SuryaNews Jakarta-Lembaga Transparansi Anggaran dan Anti Korupsi Indonesia (Lemtaki) menyarankan agar penyidik Polda Metro Jaya menjemput paksa Firli Bahuri untuk menuntaskan dugaan pemerasan terhadap Mantan Menteri Pertanian Sahrul Yasin Limpo (SYL). Firli tercatat sudah tiga kali mangkir dari panggilan penyidik Polda untuk pemeriksaan dalam kasus tersebut.
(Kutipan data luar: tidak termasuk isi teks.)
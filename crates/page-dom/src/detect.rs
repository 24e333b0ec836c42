//! Heuristics for "is this page a privacy policy?"
//!
//! Both checks are read-only: they score the current document state and
//! never mutate it.

use crate::dom::Document;
use crate::extract::{extract_policy_text, ExtractOptions};

pub const PRIVACY_INDICATORS: &[&str] = &[
    "privacy policy",
    "personal data",
    "data collection",
    "cookies",
    "personal information",
    "data processing",
    "data protection",
    "privacy notice",
    "information we collect",
    "how we use",
    "third party",
    "data sharing",
    "your rights",
    "gdpr",
    "data subject rights",
    "opt out",
    "consent",
    "legitimate interest",
];

/// URL fragments that suggest a policy or legal page
pub const PRIVACY_URL_HINTS: &[&str] = &[
    "privacy",
    "policy",
    "terms",
    "legal",
    "cookies",
    "data-protection",
];

pub const STRICT_MIN_TEXT_CHARS: usize = 200;
pub const QUICK_THRESHOLD: usize = 3;
pub const STRICT_RAW_THRESHOLD: usize = 3;
pub const STRICT_THRESHOLD: usize = 4;

const URL_TITLE_BONUS: usize = 2;
const HEADING_BONUS: usize = 1;

const ALL_HEADINGS: &[&str] = &["h1", "h2", "h3", "h4", "h5", "h6"];
const TOP_HEADINGS: &[&str] = &["h1", "h2", "h3"];

/// Indicator evidence gathered from one document
#[derive(Debug, Clone, Copy, Default, PartialEq, Eq)]
pub struct PrivacyScore {
    /// Distinct indicator terms present in the text
    pub indicators: usize,
    pub url_or_title: bool,
    pub heading: bool,
}

impl PrivacyScore {
    pub fn boosted(&self) -> usize {
        self.indicators
            + if self.url_or_title { URL_TITLE_BONUS } else { 0 }
            + if self.heading { HEADING_BONUS } else { 0 }
    }
}

/// Number of distinct indicator terms found, case-insensitively
pub fn count_indicators(text: &str) -> usize {
    let lower = text.to_lowercase();
    PRIVACY_INDICATORS
        .iter()
        .filter(|term| lower.contains(*term))
        .count()
}

fn mentions_policy(text: &str) -> bool {
    let lower = text.to_lowercase();
    lower.contains("privacy") || lower.contains("policy")
}

fn score(doc: &Document, text: &str, headings: &[&str]) -> PrivacyScore {
    PrivacyScore {
        indicators: count_indicators(text),
        url_or_title: mentions_policy(doc.url()) || mentions_policy(&doc.title()),
        heading: doc
            .elements_by_tag(doc.root(), headings)
            .into_iter()
            .any(|h| mentions_policy(&doc.text_content(h))),
    }
}

/// Lightweight signal over the whole body text
pub fn quick_privacy_check(doc: &Document) -> bool {
    let text = doc
        .body()
        .map(|body| doc.text_content(body))
        .unwrap_or_default();
    let score = score(doc, &text, ALL_HEADINGS);
    tracing::debug!(?score, "quick privacy check");
    score.indicators >= QUICK_THRESHOLD
}

/// Gate for running a full analysis on the extracted policy text
pub fn strict_privacy_check(doc: &Document) -> bool {
    let text = extract_policy_text(doc, &ExtractOptions::first_match());
    if text.chars().count() < STRICT_MIN_TEXT_CHARS {
        return false;
    }
    let score = score(doc, &text, TOP_HEADINGS);
    tracing::debug!(?score, boosted = score.boosted(), "strict privacy check");
    score.indicators >= STRICT_RAW_THRESHOLD && score.boosted() >= STRICT_THRESHOLD
}

pub fn is_privacy_related_url(url: &str) -> bool {
    let lower = url.to_lowercase();
    PRIVACY_URL_HINTS.iter().any(|hint| lower.contains(hint))
}

#[cfg(test)]
mod tests {
    use super::*;

    const FILLER: &str = "This section explains the terms that apply when you visit the site and \
        read its pages, including how long content is kept available and which contact address \
        handles questions about it from members of the public.";

    fn policy_page(url: &str, heading: &str, body: &str) -> Document {
        let html = format!(
            "<html><head><title>Site</title></head><body><h2>{}</h2><p>{}</p><p>{}</p></body></html>",
            heading, body, FILLER
        );
        Document::parse_with_url(&html, url)
    }

    #[test]
    fn test_count_indicators_counts_distinct_terms() {
        assert_eq!(count_indicators("COOKIES, cookies and more cookies"), 1);
        assert_eq!(count_indicators("GDPR consent to Personal Data use"), 3);
        assert_eq!(count_indicators(""), 0);
    }

    #[test]
    fn test_quick_check_uses_raw_count() {
        let doc = Document::parse("<body><p>cookies, consent and your rights</p></body>");
        assert!(quick_privacy_check(&doc));

        let doc = Document::parse_with_url(
            "<body><h1>Privacy</h1><p>cookies and consent</p></body>",
            "https://example.com/privacy",
        );
        assert!(!quick_privacy_check(&doc));
    }

    #[test]
    fn test_strict_check_needs_boost() {
        let body = "We use cookies with your consent and respect your rights.";

        let plain = policy_page("https://example.com/about", "About", body);
        assert!(!strict_privacy_check(&plain));

        let by_url = policy_page("https://example.com/privacy", "About", body);
        assert!(strict_privacy_check(&by_url));

        let by_heading = policy_page("https://example.com/about", "Our Policy", body);
        assert!(strict_privacy_check(&by_heading));

        let low_heading = by_heading.outer_html(by_heading.root()).replace("h2>", "h4>");
        let low_heading = Document::parse_with_url(&low_heading, "https://example.com/about");
        assert!(!strict_privacy_check(&low_heading));
    }

    #[test]
    fn test_strict_check_raw_floor() {
        let doc = policy_page(
            "https://example.com/privacy-policy",
            "Privacy Policy",
            "We only use cookies.",
        );
        assert!(!strict_privacy_check(&doc));
    }

    #[test]
    fn test_strict_check_rejects_short_text() {
        let doc = Document::parse_with_url(
            "<body><h1>Privacy Policy</h1><p>cookies, consent, gdpr, opt out</p></body>",
            "https://example.com/privacy",
        );
        assert!(!strict_privacy_check(&doc));
    }

    #[test]
    fn test_privacy_related_url() {
        assert!(is_privacy_related_url("https://example.com/Legal/Terms"));
        assert!(is_privacy_related_url("https://example.com/data-protection"));
        assert!(!is_privacy_related_url("https://example.com/blog/post-1"));
    }
}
“Kalau gak koorperatif ya jemput paksa saja. Penyidik kan punya otoritas untuk melakukan itu. Tidak ada yang kebal hukum dan perlu diistimewakan dalam sebuah proses hukum. ” kata Ketua Lemtaki Edy Susilo kepada media (15/11).
Firli tercatat mangkir pada panggilan Jum’at 20 Oktober, baru memenuhi panggilan kedua 24 Oktober namun minta pemeriksaan dipindahkan ke Bareskrim Mabes Polri. Firli kembali mangkir dari panggilan pada 7 November dan 14 November.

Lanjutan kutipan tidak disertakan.